What is being asked
In the data below, find every line that has the string "owner", and copy it.

Saved data entries
--------

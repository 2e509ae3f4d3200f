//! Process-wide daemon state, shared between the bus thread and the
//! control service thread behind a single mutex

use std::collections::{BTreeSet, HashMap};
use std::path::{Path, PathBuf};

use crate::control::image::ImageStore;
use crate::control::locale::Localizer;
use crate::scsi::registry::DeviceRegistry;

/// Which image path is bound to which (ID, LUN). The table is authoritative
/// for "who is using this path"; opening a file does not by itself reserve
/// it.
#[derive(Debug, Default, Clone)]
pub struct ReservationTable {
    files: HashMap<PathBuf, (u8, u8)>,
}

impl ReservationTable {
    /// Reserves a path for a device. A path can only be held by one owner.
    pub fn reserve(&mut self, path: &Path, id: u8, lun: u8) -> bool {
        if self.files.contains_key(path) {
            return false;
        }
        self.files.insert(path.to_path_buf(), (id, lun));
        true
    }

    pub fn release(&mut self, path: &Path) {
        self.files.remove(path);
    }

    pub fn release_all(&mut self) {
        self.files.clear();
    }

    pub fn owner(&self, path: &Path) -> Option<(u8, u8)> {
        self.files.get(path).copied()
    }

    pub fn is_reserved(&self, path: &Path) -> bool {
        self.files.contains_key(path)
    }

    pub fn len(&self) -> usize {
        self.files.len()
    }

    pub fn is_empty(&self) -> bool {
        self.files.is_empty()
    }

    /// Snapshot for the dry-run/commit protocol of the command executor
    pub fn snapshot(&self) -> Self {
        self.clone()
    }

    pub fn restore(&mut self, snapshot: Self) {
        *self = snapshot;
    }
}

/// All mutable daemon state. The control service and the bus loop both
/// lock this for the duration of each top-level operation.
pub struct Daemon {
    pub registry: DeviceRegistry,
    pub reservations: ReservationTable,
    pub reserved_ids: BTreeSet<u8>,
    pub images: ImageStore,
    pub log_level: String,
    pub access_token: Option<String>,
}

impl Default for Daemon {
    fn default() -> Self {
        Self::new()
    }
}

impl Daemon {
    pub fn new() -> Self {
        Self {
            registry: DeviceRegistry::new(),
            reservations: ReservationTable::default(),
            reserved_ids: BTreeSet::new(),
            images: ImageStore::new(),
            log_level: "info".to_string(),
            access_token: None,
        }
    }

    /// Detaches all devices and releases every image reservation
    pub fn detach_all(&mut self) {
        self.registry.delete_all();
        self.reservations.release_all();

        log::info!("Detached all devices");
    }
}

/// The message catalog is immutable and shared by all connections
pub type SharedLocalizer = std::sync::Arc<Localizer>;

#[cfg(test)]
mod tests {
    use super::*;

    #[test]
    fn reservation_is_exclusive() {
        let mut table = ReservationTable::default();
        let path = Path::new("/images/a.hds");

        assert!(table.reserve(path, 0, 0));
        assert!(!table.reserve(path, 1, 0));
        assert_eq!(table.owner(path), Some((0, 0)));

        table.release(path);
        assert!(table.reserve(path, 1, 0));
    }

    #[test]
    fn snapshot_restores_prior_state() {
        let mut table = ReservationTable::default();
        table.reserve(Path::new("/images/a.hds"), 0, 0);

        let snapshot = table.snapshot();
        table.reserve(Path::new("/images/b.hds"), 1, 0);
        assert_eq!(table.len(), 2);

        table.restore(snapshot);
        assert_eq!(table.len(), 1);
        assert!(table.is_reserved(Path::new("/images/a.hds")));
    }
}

--------

Your response
    /// Reserves a path for a device. A path can only be held by one owner.
    pub fn owner(&self, path: &Path) -> Option<(u8, u8)> {
        assert_eq!(table.owner(path), Some((0, 0)));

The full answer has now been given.